An open description standard for defining cross-platform, multi-format AI models.

model.yaml banner

What is model.yaml?

AI models are often available in multiple formats and variants, while different machines support diverse engines such as llama.cpp and MLX. This diversity can make it challenging for end users to reason about the choices available to them.

model.yaml addresses this by providing a standard description format that defines a model, along with multiple possible sources (potentially in different formats) of a model. It delegates the responsibility of determining the most suitable variant to download and the appropriate engine to use to the client program (e.g. LM Studio), while allowing showing simplified information to the user.

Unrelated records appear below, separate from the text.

//! Property paths.
//!
//! A path is the sequence of nodes leading from the validated root to the
//! element a violation was reported on, e.g. `orders[2].customer.name`.
//! Paths are values: every `with_*`/`add_*` method returns a new path, so
//! sibling branches of a traversal never see each other's segments.

use crate::{CoreError, CoreResult};
use std::fmt;

/// Kind of a path node.
#[derive(Debug, Clone, Copy, PartialEq, Eq, Hash, PartialOrd, Ord)]
pub enum NodeKind {
    Bean,
    Property,
    Method,
    Constructor,
    Parameter,
    CrossParameter,
    ReturnValue,
    ContainerElement,
}

/// Position of an element inside its container.
#[derive(Debug, Clone, PartialEq, Eq, Hash, PartialOrd, Ord)]
pub enum NodeKey {
    Index(usize),
    Key(String),
}

impl fmt::Display for NodeKey {
    fn fmt(&self, f: &mut fmt::Formatter<'_>) -> fmt::Result {
        match self {
            NodeKey::Index(i) => write!(f, "{}", i),
            NodeKey::Key(k) => write!(f, "{}", k),
        }
    }
}

/// One segment of a path.
#[derive(Debug, Clone, PartialEq, Eq, Hash)]
pub struct Node {
    pub kind: NodeKind,
    /// Property, executable or parameter name. Bean nodes have none.
    pub name: Option<String>,
    /// True when this node was reached through a container element.
    pub in_iterable: bool,
    /// Index or key of that element, when the container has one.
    pub key: Option<NodeKey>,
    /// Parameter position for parameter nodes.
    pub parameter_index: Option<usize>,
}

impl Node {
    fn new(kind: NodeKind, name: Option<String>) -> Self {
        Self {
            kind,
            name,
            in_iterable: false,
            key: None,
            parameter_index: None,
        }
    }

    /// Node name, empty for bean nodes.
    pub fn name(&self) -> &str {
        self.name.as_deref().unwrap_or("")
    }
}

/// Pending container position, applied to the next node added.
#[derive(Debug, Clone, PartialEq, Eq, Hash)]
struct ElementMarker {
    key: Option<NodeKey>,
}

/// A property path.
#[derive(Debug, Clone, Default, PartialEq, Eq, Hash)]
pub struct Path {
    nodes: Vec<Node>,
    element: Option<ElementMarker>,
}

impl Path {
    /// The empty path of the validated root.
    pub fn root() -> Self {
        Self::default()
    }

    /// Returns true for the root path.
    pub fn is_root(&self) -> bool {
        self.nodes.is_empty() && self.element.is_none()
    }

    /// The nodes of this path.
    pub fn nodes(&self) -> &[Node] {
        &self.nodes
    }

    /// The last node, if any.
    pub fn leaf(&self) -> Option<&Node> {
        self.nodes.last()
    }

    /// Number of nodes.
    pub fn len(&self) -> usize {
        self.nodes.len()
    }

    /// Returns true if the path has no nodes.
    pub fn is_empty(&self) -> bool {
        self.nodes.is_empty()
    }

    /// True if the path ends inside a container without naming the element node yet.
    pub fn ends_in_element(&self) -> bool {
        self.element.is_some()
    }

    /// The key of the pending container element, if the path ends in one.
    pub fn element_key(&self) -> Option<&NodeKey> {
        self.element.as_ref().and_then(|m| m.key.as_ref())
    }

    fn push(&self, mut node: Node) -> Self {
        let mut nodes = self.nodes.clone();
        if let Some(marker) = &self.element {
            node.in_iterable = true;
            node.key = marker.key.clone();
        }
        nodes.push(node);
        Self {
            nodes,
            element: None,
        }
    }

    /// Append a property node.
    pub fn add_property(&self, name: impl Into<String>) -> Self {
        self.push(Node::new(NodeKind::Property, Some(name.into())))
    }

    /// Append a bean node (used for class-level constraints).
    pub fn add_bean(&self) -> Self {
        self.push(Node::new(NodeKind::Bean, None))
    }

    /// Append a method node.
    pub fn add_method(&self, name: impl Into<String>) -> Self {
        self.push(Node::new(NodeKind::Method, Some(name.into())))
    }

    /// Append a constructor node.
    pub fn add_constructor(&self, name: impl Into<String>) -> Self {
        self.push(Node::new(NodeKind::Constructor, Some(name.into())))
    }

    /// Append a parameter node.
    pub fn add_parameter(&self, name: impl Into<String>, index: usize) -> Self {
        let mut node = Node::new(NodeKind::Parameter, Some(name.into()));
        node.parameter_index = Some(index);
        self.push(node)
    }

    /// Append the cross-parameter node.
    pub fn add_cross_parameter(&self) -> Self {
        self.push(Node::new(
            NodeKind::CrossParameter,
            Some(crate::names::CROSS_PARAMETER_NODE.to_string()),
        ))
    }

    /// Append the return value node.
    pub fn add_return_value(&self) -> Self {
        self.push(Node::new(
            NodeKind::ReturnValue,
            Some(crate::names::RETURN_VALUE_NODE.to_string()),
        ))
    }

    /// Append a container element node such as `<list element>`.
    pub fn add_container_element(&self, name: impl Into<String>) -> Self {
        self.push(Node::new(NodeKind::ContainerElement, Some(name.into())))
    }

    /// Step into an element of the container the path currently points at.
    /// The key is attached to the next node added.
    pub fn enter_element(&self, key: Option<NodeKey>) -> Self {
        Self {
            nodes: self.nodes.clone(),
            element: Some(ElementMarker { key }),
        }
    }

    /// True if `self` is `other` or extends it.
    pub fn starts_with(&self, other: &Path) -> bool {
        if other.nodes.len() > self.nodes.len() {
            return false;
        }
        if !self.nodes.iter().zip(other.nodes.iter()).all(|(a, b)| a == b) {
            return false;
        }
        match &other.element {
            None => true,
            Some(marker) => match self.nodes.get(other.nodes.len()) {
                Some(next) => next.in_iterable && next.key == marker.key,
                None => self.element.as_ref() == Some(marker),
            },
        }
    }

    /// Parse a dotted property path such as `orders[0].customer.name`.
    pub fn parse(input: &str) -> CoreResult<Self> {
        let trimmed = input.trim();
        if trimmed.is_empty() {
            return Err(CoreError::invalid_property_path(input, "path is empty"));
        }

        let mut path = Path::root();
        let mut chars = trimmed.chars().peekable();
        let mut expect_name = true;

        while let Some(&c) = chars.peek() {
            if expect_name {
                let mut name = String::new();
                while let Some(&c) = chars.peek() {
                    if c.is_alphanumeric() || c == '_' || c == '$' {
                        name.push(c);
                        chars.next();
                    } else {
                        break;
                    }
                }
                if name.is_empty() {
                    return Err(CoreError::invalid_property_path(
                        input,
                        format!("expected a property name, found '{}'", c),
                    ));
                }
                path = path.add_property(name);
                expect_name = false;
                continue;
            }

            match c {
                '.' => {
                    chars.next();
                    expect_name = true;
                }
                '[' => {
                    chars.next();
                    let mut content = String::new();
                    let mut closed = false;
                    for c in chars.by_ref() {
                        if c == ']' {
                            closed = true;
                            break;
                        }
                        content.push(c);
                    }
                    if !closed {
                        return Err(CoreError::invalid_property_path(input, "unclosed '['"));
                    }
                    let key = if content.is_empty() {
                        None
                    } else if let Ok(index) = content.parse::<usize>() {
                        Some(NodeKey::Index(index))
                    } else {
                        Some(NodeKey::Key(content))
                    };
                    path = path.enter_element(key);
                }
                other => {
                    return Err(CoreError::invalid_property_path(
                        input,
                        format!("unexpected character '{}'", other),
                    ));
                }
            }
        }

        if expect_name {
            return Err(CoreError::invalid_property_path(input, "path ends with '.'"));
        }
        Ok(path)
    }
}

impl fmt::Display for Path {
    fn fmt(&self, f: &mut fmt::Formatter<'_>) -> fmt::Result {
        let mut written = false;
        for node in &self.nodes {
            if node.in_iterable {
                match &node.key {
                    Some(key) => write!(f, "[{}]", key)?,
                    None => write!(f, "[]")?,
                }
                written = true;
            }
            if let Some(name) = &node.name {
                if written {
                    write!(f, ".")?;
                }
                write!(f, "{}", name)?;
                written = true;
            }
        }
        if let Some(marker) = &self.element {
            match &marker.key {
                Some(key) => write!(f, "[{}]", key)?,
                None => write!(f, "[]")?,
            }
        }
        Ok(())
    }
}

#[cfg(test)]
mod tests {
    use super::*;

    // ========== TEST: display_nested_path ==========
    #[test]
    fn test_display_nested_path() {
        // GIVEN a path built while cascading into a list element
        let path = Path::root()
            .add_property("orders")
            .enter_element(Some(NodeKey::Index(2)))
            .add_property("customer")
            .add_property("name");

        // THEN it renders with the index attached to the container
        assert_eq!(path.to_string(), "orders[2].customer.name");
    }

    // ========== TEST: class_level_node_on_element ==========
    #[test]
    fn test_class_level_node_on_element() {
        let path = Path::root()
            .add_property("addresses")
            .enter_element(Some(NodeKey::Key("home".into())))
            .add_bean();

        assert_eq!(path.to_string(), "addresses[home]");
        assert_eq!(path.leaf().map(|n| n.kind), Some(NodeKind::Bean));
    }

    // ========== TEST: branching_does_not_leak ==========
    #[test]
    fn test_branching_does_not_leak() {
        // GIVEN a shared parent path
        let parent = Path::root().add_property("customer");

        // WHEN two children branch from it
        let left = parent.add_property("name");
        let right = parent.add_property("email");

        // THEN neither sees the other's segment
        assert_eq!(parent.to_string(), "customer");
        assert_eq!(left.to_string(), "customer.name");
        assert_eq!(right.to_string(), "customer.email");
    }

    // ========== TEST: parse_path ==========
    #[test]
    fn test_parse_path() {
        let path = Path::parse("orders[0].items[sku-1].price").unwrap();

        assert_eq!(path.len(), 3);
        assert_eq!(path.nodes()[1].key, Some(NodeKey::Index(0)));
        assert!(path.nodes()[1].in_iterable);
        assert_eq!(path.nodes()[2].key, Some(NodeKey::Key("sku-1".into())));
        assert_eq!(path.to_string(), "orders[0].items[sku-1].price");
    }

    #[test]
    fn test_parse_rejects_malformed_paths() {
        assert!(Path::parse("").is_err());
        assert!(Path::parse("a..b").is_err());
        assert!(Path::parse("a.").is_err());
        assert!(Path::parse("a[0").is_err());
        assert!(Path::parse(".a").is_err());
    }

    #[test]
    fn test_starts_with() {
        let base = Path::root().add_property("a");
        let child = base.add_property("b");

        assert!(child.starts_with(&base));
        assert!(!base.starts_with(&child));
        assert!(child.starts_with(&Path::root()));

        let element = base.enter_element(Some(NodeKey::Index(1)));
        assert!(element.add_property("x").starts_with(&element));
        assert!(!base
            .enter_element(Some(NodeKey::Index(2)))
            .add_property("x")
            .starts_with(&element));
    }
}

Models in LM Studio's model catalog are all defined using model.yaml.

model: org/model-name
base:
  - key: hf-repo/model-name-instruct-gguf
    sources:
      - type: huggingface
        user: hf-user
        repo: Model-Name-Instruct-GGUF
  - key: hf-repo/model-name-instruct-MLX
    sources:
      - type: huggingface
        user: another-hf-user
        repo: Model-Name-Instruct-MLX
metadataOverrides:
  compatibilityTypes:
    - gguf
    - safetensors

Specification Draft 1.0

The model.yaml format defines a structured way to specify AI models, their concrete sources, configurations, and metadata. Feel free to contribute to this open standard as it evolves.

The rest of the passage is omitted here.